The Dead Bodies of the West African Ebola Epidemic: Understanding the Importance of Traditional Burial Practices

By Jamie J. Shah
2015, Vol. 7 No. 11 | pg. 3/4 |

Society, Culture, and Burial Conflicts within the Current Ebola Virus Disease Epidemic

Ebola virus disease continues to devastate West African nations, specifically Sierra Leone, Liberia, and Guinea since it first originated in the area. This current outbreak is said to be the largest ever recorded and has been spread almost exclusively through human contact (Richards, 2015). The World Health Organization reported in September 2015 that there were approximately 28,256 confirmed cases of Ebola virus disease and over 11,000 reported deaths the Upper West African area (World Health Organization Ebola Situation Report 16th September 2015)). Currently Sierra Leone and Guinea a experiencing a decline in confirmed cases and Liberia has been declared free of Ebola virus transmission in the human population since September 3rd.

It is vital to understand the role of social factors in the transmission of this disease and methods of stopping its spread. The effects of Ebola virus disease go beyond the spread of the infection and death rates to include many other social, cultural, and economic factors. Especially, in Sierra Leone, Liberia, and Guinea, whose entire way of life has been taken over to contain the spread of Ebola virus disease, their social structure has been greatly impacted. Key social impacts due to Ebola management are found in strained contact relationships and restrictions on important funeral and mourning traditions. In order to understand the social tension between those who are affected by the disease and the health care workers and organizations, the current situation of the disease must be recognized.
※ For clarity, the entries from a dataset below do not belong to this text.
use crate::builder;
use crate::client::Transport;
use crate::encode::{EncodedImage, ImageInput};
use crate::error::{GenerateError, Result};
use crate::models::GenerateResponse;
use uuid::Uuid;

/// Inputs for one generation run, gathered from the caller as-is.
#[derive(Debug, Clone)]
pub struct SceneInputs {
    pub prev_frame: Option<ImageInput>,
    pub characters: Vec<ImageInput>,
    pub prompt: String,
    pub sketch: Option<ImageInput>,
    pub seed: Option<u32>,
}

impl SceneInputs {
    pub fn new(prompt: impl Into<String>) -> Self {
        Self {
            prev_frame: None,
            characters: Vec::new(),
            prompt: prompt.into(),
            sketch: None,
            seed: None,
        }
    }

    pub fn with_prev_frame(mut self, prev_frame: ImageInput) -> Self {
        self.prev_frame = Some(prev_frame);
        self
    }

    pub fn with_character(mut self, character: ImageInput) -> Self {
        self.characters.push(character);
        self
    }

    pub fn with_sketch(mut self, sketch: ImageInput) -> Self {
        self.sketch = Some(sketch);
        self
    }

    pub fn with_seed(mut self, seed: u32) -> Self {
        self.seed = Some(seed);
        self
    }
}

/// Phases a run moves through. Terminal phases are `Succeeded` and
/// `Failed`; a run never re-enters an earlier phase.
#[derive(Debug, Clone, Copy, PartialEq, Eq)]
pub enum GenerationPhase {
    Idle,
    Validating,
    Encoding,
    Sending,
    Succeeded,
    Failed,
}

/// The single value handed to the presentation layer. Replaces separate
/// loading/result/error flags so contradictory combinations cannot exist.
#[derive(Debug, Clone, PartialEq)]
pub enum GenerationOutcome {
    Success {
        image: EncodedImage,
    },
    Failure {
        category: &'static str,
        message: String,
        http_status: Option<u16>,
    },
}

impl GenerationOutcome {
    pub fn is_success(&self) -> bool {
        matches!(self, GenerationOutcome::Success { .. })
    }
}

impl From<GenerateError> for GenerationOutcome {
    fn from(error: GenerateError) -> Self {
        GenerationOutcome::Failure {
            category: error.category(),
            http_status: error.http_status(),
            message: error.to_string(),
        }
    }
}

/// Per-run bookkeeping. Each user action creates a fresh run with its own
/// id; overlapping runs are independent and never cancel each other.
struct GenerationRun {
    id: Uuid,
    phase: GenerationPhase,
}

impl GenerationRun {
    fn new() -> Self {
        let run = Self {
            id: Uuid::new_v4(),
            phase: GenerationPhase::Idle,
        };
        log::debug!("run {}: created", run.id);
        run
    }

    fn enter(&mut self, phase: GenerationPhase) {
        log::debug!("run {}: {:?} -> {:?}", self.id, self.phase, phase);
        self.phase = phase;
    }
}

/// Drive one generation run end to end: validate, encode, send, interpret.
/// Every failure mode comes back as a `Failure` outcome; the process stays
/// ready for another attempt.
pub async fn run(transport: &dyn Transport, inputs: &SceneInputs) -> GenerationOutcome {
    let mut run = GenerationRun::new();

    match drive(transport, inputs, &mut run).await {
        Ok(image) => {
            run.enter(GenerationPhase::Succeeded);
            log::info!("run {}: scene generated", run.id);
            GenerationOutcome::Success { image }
        }
        Err(error) => {
            run.enter(GenerationPhase::Failed);
            log::warn!("run {}: {}", run.id, error);
            GenerationOutcome::from(error)
        }
    }
}

/// Like [`run`] but keeps the error value, for callers that match on the
/// taxonomy themselves.
pub async fn try_run(transport: &dyn Transport, inputs: &SceneInputs) -> Result<EncodedImage> {
    let mut run = GenerationRun::new();

    match drive(transport, inputs, &mut run).await {
        Ok(image) => {
            run.enter(GenerationPhase::Succeeded);
            Ok(image)
        }
        Err(error) => {
            run.enter(GenerationPhase::Failed);
            Err(error)
        }
    }
}

async fn drive(
    transport: &dyn Transport,
    inputs: &SceneInputs,
    run: &mut GenerationRun,
) -> Result<EncodedImage> {
    run.enter(GenerationPhase::Validating);
    let prev_frame = builder::validate(
        inputs.prev_frame.as_ref(),
        &inputs.characters,
        &inputs.prompt,
    )?;

    run.enter(GenerationPhase::Encoding);
    let request = builder::encode_request(
        prev_frame,
        &inputs.characters,
        &inputs.prompt,
        inputs.sketch.as_ref(),
        inputs.seed,
    )
    .await?;

    run.enter(GenerationPhase::Sending);
    let body = serde_json::to_value(&request).map_err(|e| {
        GenerateError::ClientConfigError(format!("failed to serialize request: {}", e))
    })?;

    let raw = transport.post_json("/generate", body).await?;

    let response: GenerateResponse = serde_json::from_value(raw).map_err(|e| {
        GenerateError::MalformedResponseError(format!("unexpected response shape: {}", e))
    })?;

    match response.img {
        Some(img) if !img.is_empty() => Ok(EncodedImage::from_base64(img)),
        _ => Err(GenerateError::MalformedResponseError(
            "response missing img field".into(),
        )),
    }
}
//! Scenario: the guest-order customer matrix.
//!
//! # Invariant under test
//! Email present: an existing customer is reused by case-insensitive email,
//! otherwise one is created from the order names. Email absent: rejected
//! when required, mapped to the configured default id when set, NULL when
//! guest orders are allowed.

use chrono::Duration;
use rsb_schemas::{CommerceLineItem, CommerceOrder, CustomerDraft, IngestOutcome, MoneySet, RejectReason};
use rsb_testkit::{item_row, TestHarness};
use rust_decimal_macros::dec;

fn money(amount: rust_decimal::Decimal) -> MoneySet {
    MoneySet {
        amount,
        currency: "CRC".into(),
    }
}

fn order(name: &str, email: Option<&str>) -> CommerceOrder {
    CommerceOrder {
        id: format!("gid://commerce/Order/{}", name.trim_start_matches('#')),
        name: name.into(),
        created_at: TestHarness::default_now() - Duration::hours(1),
        financial_status: "paid".into(),
        email: email.map(str::to_string),
        customer_first_name: "Ana".into(),
        customer_last_name: "Mora".into(),
        total_price: money(dec!(10.00)),
        total_tax: money(dec!(1.30)),
        shipping_address: None,
        line_items: vec![CommerceLineItem {
            title: "Tee".into(),
            sku: "A1".into(),
            quantity: 1,
            original_unit_price: money(dec!(10.00)),
            discounted_unit_price: money(dec!(10.00)),
        }],
    }
}

fn seed_item(h: &TestHarness) {
    let now = TestHarness::default_now();
    h.rms
        .seed_items(vec![item_row(1, "A1", "A", now - Duration::hours(1))]);
}

#[tokio::test]
async fn existing_customer_is_reused_by_email() {
    let h = TestHarness::at(TestHarness::default_now());
    seed_item(&h);
    h.rms.seed_customer(
        501,
        CustomerDraft {
            first_name: "Ana".into(),
            last_name: "Mora".into(),
            email: Some("ANA@example.com".into()),
            phone: None,
        },
    );
    h.commerce.seed_order(order("#3001", Some("ana@example.com")));

    let outcome = h.order_pipeline().ingest("#3001").await.unwrap();
    assert!(matches!(outcome, IngestOutcome::Persisted { .. }));
    assert_eq!(h.rms.orders()[0].header.customer_id, Some(501));
    assert_eq!(h.rms.customers_created(), 1, "no new customer created");
}

#[tokio::test]
async fn unknown_email_creates_a_customer() {
    let h = TestHarness::at(TestHarness::default_now());
    seed_item(&h);
    h.commerce.seed_order(order("#3002", Some("nueva@example.com")));

    let outcome = h.order_pipeline().ingest("#3002").await.unwrap();
    assert!(matches!(outcome, IngestOutcome::Persisted { .. }));
    let customer_id = h.rms.orders()[0].header.customer_id;
    assert!(customer_id.is_some());
    assert_eq!(h.rms.customers_created(), 1);
}

#[tokio::test]
async fn missing_email_rejected_when_required() {
    let h = TestHarness::at_with(
        TestHarness::default_now(),
        &[("REQUIRE_CUSTOMER_EMAIL", "true")],
    );
    seed_item(&h);
    h.commerce.seed_order(order("#3003", None));

    let outcome = h.order_pipeline().ingest("#3003").await.unwrap();
    assert_eq!(
        outcome,
        IngestOutcome::Rejected {
            reason: RejectReason::MissingEmail
        }
    );
    assert!(h.rms.orders().is_empty());
}

#[tokio::test]
async fn missing_email_uses_configured_default_customer() {
    let h = TestHarness::at_with(
        TestHarness::default_now(),
        &[("DEFAULT_CUSTOMER_ID_FOR_GUEST_ORDERS", "900")],
    );
    seed_item(&h);
    h.commerce.seed_order(order("#3004", None));

    let outcome = h.order_pipeline().ingest("#3004").await.unwrap();
    assert!(matches!(outcome, IngestOutcome::Persisted { .. }));
    assert_eq!(h.rms.orders()[0].header.customer_id, Some(900));
}

#[tokio::test]
async fn missing_email_allowed_as_null_customer() {
    let h = TestHarness::at(TestHarness::default_now());
    seed_item(&h);
    h.commerce.seed_order(order("#3005", None));

    let outcome = h.order_pipeline().ingest("#3005").await.unwrap();
    assert!(matches!(outcome, IngestOutcome::Persisted { .. }));
    assert_eq!(h.rms.orders()[0].header.customer_id, None);
}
Misconceptions About Ebola in West Africa

To accurately understand the social tension between the West African cultural groups affected by the Ebola virus disease and the healthcare organizations attempting to control its spread, it is important to discuss common misconceptions about the Ebola virus. These misconceptions often are the core reasons why families of the victims are adamantly fighting to keep the bodies of their loved ones to conduct traditional burials instead of allowing prepared burial teams to handle the infected bodies. All of these misunderstandings drastically impact how families and victims react to Ebola virus disease and the healthcare workers there to help contain it.

An important misconception about Ebola virus disease concerns its transmission process. Ebola virus disease is confirmed through molecular evidence to be transmitted through contact with the bodily fluids of infected persons (Richards, 2015) but it is commonly misunderstood to be an airborne disease (Shittu, 2015). The virus may also be transmitted through contact with contaminated objects. A singular instance when the disease may be transmitted through the air is if there are airborne droplets of bodily fluids that may reach another person. Confusion about how Ebola virus disease is transmitted may lead to changes in how families and victim react to the virus. Believing that it is transmitted through the air prevents families from leaving their homes to seek care for their loved ones if they think the hospital air might be contaminated with the virus. Ebola virus disease is also believed to be transmitted though mosquitos and bacteria which may lead to attempts of ineffective prevention measures by families (Shittu, 2015).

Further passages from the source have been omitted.